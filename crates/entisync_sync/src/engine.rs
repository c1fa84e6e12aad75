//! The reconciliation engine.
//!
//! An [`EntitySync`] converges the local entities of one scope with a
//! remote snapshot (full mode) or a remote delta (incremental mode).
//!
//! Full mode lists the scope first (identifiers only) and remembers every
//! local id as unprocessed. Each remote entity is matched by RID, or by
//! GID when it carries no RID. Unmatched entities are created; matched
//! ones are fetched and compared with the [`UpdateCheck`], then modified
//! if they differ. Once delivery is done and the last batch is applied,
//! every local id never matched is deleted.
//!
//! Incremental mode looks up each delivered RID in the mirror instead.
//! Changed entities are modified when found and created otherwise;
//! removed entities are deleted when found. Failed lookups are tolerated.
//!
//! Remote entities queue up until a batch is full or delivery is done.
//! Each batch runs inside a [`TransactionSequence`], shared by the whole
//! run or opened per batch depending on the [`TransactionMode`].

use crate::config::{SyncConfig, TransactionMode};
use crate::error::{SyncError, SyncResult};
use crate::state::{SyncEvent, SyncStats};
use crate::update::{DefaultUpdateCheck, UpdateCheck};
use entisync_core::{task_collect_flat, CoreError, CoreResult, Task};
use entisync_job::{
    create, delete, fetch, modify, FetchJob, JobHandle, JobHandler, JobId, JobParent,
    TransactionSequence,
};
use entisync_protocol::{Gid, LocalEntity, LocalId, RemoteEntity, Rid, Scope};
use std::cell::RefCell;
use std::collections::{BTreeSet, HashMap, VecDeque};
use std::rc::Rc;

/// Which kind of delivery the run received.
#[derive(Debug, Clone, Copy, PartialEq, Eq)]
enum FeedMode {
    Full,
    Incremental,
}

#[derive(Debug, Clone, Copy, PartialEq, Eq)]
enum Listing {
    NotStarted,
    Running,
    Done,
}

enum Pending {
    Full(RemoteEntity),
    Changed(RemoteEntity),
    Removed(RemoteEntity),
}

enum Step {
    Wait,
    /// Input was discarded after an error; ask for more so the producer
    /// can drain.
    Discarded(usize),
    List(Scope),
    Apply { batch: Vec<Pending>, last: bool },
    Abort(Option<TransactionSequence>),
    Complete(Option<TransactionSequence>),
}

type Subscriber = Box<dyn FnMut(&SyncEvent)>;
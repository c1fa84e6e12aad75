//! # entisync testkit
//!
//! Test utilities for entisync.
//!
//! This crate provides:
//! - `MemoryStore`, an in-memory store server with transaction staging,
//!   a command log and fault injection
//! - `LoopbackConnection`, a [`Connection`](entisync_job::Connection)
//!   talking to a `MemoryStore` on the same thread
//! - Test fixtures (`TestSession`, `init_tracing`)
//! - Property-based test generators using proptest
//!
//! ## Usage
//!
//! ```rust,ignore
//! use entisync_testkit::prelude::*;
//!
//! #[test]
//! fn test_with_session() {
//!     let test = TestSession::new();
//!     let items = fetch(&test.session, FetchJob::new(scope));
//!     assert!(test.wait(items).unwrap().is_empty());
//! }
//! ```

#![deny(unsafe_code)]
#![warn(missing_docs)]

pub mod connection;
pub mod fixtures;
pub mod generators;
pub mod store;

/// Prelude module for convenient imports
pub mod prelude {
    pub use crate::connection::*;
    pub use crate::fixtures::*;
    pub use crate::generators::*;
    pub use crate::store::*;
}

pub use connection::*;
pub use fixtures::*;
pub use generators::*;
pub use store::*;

==

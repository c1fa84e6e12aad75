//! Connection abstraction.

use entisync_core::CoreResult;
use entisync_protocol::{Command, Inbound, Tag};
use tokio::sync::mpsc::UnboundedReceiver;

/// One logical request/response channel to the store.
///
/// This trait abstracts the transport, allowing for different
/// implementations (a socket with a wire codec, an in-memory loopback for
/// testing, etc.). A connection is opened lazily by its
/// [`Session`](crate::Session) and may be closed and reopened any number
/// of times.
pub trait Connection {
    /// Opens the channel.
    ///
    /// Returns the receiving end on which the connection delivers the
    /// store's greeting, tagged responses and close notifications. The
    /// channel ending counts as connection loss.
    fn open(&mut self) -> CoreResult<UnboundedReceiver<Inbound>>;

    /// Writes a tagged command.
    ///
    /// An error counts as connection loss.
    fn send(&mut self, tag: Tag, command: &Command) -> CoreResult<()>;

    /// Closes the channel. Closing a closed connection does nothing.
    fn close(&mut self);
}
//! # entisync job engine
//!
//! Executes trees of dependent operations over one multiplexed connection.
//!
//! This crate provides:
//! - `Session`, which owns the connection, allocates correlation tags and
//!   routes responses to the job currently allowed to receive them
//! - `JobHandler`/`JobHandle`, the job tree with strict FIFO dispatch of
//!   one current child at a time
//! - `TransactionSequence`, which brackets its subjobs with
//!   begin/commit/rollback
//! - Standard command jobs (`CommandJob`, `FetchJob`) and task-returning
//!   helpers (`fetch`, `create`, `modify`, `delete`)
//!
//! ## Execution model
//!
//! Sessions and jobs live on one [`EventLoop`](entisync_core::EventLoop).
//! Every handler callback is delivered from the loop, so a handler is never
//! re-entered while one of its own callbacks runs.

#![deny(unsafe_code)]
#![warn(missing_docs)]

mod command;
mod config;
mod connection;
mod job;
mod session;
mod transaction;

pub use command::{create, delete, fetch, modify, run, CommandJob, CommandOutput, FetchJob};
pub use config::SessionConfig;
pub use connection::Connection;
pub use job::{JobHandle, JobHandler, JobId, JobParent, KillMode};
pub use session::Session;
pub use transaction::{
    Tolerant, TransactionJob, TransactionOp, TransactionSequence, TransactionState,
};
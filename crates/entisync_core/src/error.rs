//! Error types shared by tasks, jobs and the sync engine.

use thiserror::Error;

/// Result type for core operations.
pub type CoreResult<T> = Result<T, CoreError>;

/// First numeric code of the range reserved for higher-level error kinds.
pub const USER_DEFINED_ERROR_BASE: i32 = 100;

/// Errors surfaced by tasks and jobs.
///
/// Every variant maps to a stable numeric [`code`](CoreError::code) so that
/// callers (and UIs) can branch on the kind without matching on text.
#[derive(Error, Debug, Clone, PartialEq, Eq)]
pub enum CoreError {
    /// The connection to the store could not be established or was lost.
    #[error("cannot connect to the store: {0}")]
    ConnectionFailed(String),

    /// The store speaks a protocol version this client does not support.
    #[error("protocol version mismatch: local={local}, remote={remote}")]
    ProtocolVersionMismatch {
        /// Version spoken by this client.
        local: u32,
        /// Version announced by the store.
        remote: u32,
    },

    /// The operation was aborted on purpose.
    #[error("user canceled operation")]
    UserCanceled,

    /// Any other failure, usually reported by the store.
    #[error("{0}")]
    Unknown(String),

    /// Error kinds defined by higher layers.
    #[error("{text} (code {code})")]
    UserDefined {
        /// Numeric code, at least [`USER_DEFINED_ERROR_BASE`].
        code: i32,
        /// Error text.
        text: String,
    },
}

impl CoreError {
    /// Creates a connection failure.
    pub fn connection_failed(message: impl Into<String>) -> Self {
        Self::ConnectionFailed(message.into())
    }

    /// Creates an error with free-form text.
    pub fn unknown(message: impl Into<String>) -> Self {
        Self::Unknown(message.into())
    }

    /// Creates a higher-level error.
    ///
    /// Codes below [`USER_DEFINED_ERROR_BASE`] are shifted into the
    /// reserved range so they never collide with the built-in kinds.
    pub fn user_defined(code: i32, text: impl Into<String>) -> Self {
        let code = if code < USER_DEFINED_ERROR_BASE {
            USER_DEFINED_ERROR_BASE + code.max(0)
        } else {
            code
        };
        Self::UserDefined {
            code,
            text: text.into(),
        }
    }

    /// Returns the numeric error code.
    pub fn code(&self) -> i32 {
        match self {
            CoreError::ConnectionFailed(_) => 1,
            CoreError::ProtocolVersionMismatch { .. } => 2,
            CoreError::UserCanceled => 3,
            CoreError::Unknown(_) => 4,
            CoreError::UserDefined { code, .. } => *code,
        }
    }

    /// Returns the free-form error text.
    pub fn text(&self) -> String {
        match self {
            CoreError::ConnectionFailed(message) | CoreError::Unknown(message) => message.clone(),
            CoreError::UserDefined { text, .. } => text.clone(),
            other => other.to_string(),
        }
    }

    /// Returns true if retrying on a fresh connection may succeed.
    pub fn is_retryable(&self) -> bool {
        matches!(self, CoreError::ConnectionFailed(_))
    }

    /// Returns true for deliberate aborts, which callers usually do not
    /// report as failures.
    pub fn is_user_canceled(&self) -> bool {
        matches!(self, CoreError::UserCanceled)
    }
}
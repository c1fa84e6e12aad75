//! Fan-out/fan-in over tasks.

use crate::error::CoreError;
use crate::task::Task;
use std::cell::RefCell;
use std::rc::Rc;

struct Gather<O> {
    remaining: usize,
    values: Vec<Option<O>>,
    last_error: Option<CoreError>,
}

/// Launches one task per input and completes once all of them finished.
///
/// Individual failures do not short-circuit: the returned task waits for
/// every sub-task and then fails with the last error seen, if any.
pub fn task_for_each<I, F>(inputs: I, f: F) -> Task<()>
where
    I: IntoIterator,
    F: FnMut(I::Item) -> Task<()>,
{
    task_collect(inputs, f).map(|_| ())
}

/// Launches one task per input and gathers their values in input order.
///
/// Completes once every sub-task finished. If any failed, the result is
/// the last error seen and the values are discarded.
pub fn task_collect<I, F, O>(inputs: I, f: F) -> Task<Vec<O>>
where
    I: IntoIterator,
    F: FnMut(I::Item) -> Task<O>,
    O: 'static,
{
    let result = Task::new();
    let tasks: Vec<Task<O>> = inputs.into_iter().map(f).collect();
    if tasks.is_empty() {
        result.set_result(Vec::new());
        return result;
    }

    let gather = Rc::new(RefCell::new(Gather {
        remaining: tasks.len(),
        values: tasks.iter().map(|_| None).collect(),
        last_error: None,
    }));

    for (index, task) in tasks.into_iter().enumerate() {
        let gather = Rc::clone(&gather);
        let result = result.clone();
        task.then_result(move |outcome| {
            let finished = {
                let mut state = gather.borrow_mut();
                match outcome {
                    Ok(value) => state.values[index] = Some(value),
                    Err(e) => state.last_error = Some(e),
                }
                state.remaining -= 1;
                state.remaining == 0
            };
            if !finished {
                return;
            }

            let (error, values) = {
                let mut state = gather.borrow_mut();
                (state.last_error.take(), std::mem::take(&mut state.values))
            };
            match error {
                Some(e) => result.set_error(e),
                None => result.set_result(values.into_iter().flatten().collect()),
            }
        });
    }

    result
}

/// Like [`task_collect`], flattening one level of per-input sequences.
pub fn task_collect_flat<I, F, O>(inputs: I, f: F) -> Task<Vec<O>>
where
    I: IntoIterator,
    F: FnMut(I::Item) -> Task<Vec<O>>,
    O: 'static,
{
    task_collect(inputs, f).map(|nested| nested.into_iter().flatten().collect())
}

---

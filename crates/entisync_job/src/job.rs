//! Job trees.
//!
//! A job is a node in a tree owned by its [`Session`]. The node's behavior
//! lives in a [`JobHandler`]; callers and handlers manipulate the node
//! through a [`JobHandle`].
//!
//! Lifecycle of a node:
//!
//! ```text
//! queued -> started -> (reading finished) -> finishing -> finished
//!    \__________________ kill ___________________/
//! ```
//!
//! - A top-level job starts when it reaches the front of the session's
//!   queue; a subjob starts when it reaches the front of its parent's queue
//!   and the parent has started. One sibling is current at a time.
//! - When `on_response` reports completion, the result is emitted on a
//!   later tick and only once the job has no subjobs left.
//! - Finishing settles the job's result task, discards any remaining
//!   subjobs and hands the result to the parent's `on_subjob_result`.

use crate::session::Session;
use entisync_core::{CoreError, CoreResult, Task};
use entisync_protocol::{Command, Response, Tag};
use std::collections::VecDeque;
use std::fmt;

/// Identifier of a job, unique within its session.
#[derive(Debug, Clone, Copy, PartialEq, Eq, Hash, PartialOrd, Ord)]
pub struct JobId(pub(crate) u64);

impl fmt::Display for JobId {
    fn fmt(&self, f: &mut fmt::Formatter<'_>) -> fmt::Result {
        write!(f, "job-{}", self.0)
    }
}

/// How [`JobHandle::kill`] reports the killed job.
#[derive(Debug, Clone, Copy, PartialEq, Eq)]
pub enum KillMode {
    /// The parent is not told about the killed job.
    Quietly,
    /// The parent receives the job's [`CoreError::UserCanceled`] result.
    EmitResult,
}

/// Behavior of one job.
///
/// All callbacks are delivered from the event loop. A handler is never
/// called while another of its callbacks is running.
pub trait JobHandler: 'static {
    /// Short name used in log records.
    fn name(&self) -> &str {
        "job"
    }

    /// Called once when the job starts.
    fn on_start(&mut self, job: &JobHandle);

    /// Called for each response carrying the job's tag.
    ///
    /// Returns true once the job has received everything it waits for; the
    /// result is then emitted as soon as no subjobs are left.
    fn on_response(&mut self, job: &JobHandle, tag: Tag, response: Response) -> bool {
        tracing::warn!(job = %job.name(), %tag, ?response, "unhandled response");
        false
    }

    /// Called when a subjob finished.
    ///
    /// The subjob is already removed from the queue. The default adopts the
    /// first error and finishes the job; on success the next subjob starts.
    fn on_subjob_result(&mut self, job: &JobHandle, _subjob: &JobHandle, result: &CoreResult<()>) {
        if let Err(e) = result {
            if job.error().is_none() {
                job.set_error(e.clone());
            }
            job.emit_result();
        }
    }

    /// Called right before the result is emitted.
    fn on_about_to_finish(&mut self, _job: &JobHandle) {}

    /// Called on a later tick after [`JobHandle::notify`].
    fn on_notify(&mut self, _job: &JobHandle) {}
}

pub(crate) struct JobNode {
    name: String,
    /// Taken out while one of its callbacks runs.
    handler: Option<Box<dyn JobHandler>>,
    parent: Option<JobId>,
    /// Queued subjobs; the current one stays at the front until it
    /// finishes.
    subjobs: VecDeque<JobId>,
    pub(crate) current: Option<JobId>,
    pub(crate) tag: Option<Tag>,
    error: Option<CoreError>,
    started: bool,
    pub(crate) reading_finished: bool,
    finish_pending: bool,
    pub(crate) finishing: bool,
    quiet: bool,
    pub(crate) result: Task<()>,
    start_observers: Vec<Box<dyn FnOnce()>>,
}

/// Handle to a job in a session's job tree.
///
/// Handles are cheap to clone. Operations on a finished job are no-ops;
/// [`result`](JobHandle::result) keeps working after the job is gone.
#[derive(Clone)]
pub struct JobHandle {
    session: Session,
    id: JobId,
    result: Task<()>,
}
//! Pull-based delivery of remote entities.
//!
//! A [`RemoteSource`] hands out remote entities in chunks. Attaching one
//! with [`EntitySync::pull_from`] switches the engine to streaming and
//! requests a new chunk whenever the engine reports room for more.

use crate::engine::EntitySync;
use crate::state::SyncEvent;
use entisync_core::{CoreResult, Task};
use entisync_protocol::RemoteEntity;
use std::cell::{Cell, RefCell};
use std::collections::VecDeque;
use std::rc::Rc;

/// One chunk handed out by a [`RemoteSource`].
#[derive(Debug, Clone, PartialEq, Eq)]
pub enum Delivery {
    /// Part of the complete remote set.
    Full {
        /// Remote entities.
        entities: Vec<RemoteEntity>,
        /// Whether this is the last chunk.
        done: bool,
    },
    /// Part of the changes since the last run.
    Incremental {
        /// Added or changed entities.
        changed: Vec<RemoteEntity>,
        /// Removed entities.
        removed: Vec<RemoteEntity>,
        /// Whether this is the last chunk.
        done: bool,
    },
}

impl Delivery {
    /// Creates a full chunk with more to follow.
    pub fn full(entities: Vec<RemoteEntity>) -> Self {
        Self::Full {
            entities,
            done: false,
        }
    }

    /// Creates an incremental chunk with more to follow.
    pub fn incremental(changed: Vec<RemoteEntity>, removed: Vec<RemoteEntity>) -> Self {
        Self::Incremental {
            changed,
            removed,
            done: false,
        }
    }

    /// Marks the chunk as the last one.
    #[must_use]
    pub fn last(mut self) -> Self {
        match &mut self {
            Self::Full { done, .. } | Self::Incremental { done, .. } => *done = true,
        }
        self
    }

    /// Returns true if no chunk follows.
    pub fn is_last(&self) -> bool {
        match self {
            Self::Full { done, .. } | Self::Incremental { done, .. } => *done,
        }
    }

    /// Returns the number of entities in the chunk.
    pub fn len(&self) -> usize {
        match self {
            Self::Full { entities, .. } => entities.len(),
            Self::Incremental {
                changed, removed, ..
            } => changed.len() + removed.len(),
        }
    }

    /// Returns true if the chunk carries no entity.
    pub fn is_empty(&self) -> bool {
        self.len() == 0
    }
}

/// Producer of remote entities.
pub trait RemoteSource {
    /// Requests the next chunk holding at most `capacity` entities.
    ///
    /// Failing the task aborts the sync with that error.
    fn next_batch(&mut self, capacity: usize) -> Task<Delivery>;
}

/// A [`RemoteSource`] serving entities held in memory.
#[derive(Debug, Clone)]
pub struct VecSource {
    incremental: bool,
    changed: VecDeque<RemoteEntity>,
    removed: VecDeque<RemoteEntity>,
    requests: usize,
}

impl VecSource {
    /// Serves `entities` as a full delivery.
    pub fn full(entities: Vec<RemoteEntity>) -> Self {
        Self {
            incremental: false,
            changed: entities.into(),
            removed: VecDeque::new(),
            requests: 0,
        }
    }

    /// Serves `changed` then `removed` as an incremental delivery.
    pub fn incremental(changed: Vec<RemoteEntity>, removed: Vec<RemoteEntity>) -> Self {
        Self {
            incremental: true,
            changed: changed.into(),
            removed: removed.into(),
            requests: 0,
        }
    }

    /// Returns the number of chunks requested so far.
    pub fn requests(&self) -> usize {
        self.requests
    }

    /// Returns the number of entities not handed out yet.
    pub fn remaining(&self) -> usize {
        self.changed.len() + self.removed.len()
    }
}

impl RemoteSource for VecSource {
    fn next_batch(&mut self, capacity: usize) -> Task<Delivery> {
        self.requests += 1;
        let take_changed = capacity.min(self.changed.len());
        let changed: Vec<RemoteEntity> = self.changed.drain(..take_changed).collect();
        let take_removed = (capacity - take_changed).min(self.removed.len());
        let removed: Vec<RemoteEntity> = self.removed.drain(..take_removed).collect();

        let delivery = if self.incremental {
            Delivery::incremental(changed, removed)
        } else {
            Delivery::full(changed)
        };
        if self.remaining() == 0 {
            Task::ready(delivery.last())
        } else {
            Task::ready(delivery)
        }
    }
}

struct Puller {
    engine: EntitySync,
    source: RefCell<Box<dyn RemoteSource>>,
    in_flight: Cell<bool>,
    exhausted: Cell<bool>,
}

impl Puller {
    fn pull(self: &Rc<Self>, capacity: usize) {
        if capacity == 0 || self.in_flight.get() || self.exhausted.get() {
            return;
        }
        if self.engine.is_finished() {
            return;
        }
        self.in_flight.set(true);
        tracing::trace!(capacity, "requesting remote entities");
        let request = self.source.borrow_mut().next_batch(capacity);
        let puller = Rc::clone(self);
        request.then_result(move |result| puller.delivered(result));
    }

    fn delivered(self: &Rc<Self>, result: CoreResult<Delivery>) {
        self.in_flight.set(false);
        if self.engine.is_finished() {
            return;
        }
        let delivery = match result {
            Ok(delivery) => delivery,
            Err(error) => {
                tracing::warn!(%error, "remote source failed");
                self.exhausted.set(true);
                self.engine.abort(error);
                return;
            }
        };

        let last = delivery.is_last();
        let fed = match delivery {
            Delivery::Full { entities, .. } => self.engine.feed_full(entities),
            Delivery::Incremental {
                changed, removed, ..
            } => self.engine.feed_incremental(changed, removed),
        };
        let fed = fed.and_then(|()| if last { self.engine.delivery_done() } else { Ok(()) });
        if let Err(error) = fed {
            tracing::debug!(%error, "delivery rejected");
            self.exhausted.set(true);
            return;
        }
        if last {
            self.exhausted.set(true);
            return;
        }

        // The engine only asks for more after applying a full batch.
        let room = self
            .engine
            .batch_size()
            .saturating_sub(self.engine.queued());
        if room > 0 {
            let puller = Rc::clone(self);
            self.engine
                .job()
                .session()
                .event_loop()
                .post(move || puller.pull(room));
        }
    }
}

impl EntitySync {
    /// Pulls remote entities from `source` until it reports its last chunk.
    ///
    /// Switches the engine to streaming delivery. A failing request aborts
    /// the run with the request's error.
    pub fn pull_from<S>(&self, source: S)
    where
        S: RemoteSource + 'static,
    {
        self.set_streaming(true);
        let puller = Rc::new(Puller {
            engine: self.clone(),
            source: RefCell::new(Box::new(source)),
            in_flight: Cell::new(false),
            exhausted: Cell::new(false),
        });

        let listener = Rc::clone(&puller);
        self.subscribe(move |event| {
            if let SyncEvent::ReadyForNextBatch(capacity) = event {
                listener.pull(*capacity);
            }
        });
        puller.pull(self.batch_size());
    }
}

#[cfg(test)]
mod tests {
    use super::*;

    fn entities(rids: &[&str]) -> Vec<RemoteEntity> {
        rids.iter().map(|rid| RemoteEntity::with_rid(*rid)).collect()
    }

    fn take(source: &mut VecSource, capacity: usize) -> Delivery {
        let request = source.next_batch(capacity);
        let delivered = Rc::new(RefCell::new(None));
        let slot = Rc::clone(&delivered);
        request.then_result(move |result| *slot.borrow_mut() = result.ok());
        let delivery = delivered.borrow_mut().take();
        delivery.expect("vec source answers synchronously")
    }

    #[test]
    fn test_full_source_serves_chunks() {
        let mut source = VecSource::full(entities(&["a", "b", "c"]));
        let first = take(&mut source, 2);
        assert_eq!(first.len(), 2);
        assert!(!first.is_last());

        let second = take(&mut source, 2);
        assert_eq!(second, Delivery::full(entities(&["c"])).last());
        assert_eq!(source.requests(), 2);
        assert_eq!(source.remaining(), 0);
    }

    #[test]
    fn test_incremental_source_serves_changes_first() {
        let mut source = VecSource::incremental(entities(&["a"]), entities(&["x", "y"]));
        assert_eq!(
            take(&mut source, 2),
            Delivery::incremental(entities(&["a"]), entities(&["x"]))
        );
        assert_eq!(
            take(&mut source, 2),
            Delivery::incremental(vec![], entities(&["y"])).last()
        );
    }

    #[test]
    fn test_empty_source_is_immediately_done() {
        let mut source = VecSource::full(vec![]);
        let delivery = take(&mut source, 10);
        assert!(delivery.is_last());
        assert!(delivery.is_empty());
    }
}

▸ Your goal: Above are the records; copy each line from them that includes the string "range".

▸ Answer to the exercise:
/// First numeric code of the range reserved for higher-level error kinds.
    /// reserved range so they never collide with the built-in kinds.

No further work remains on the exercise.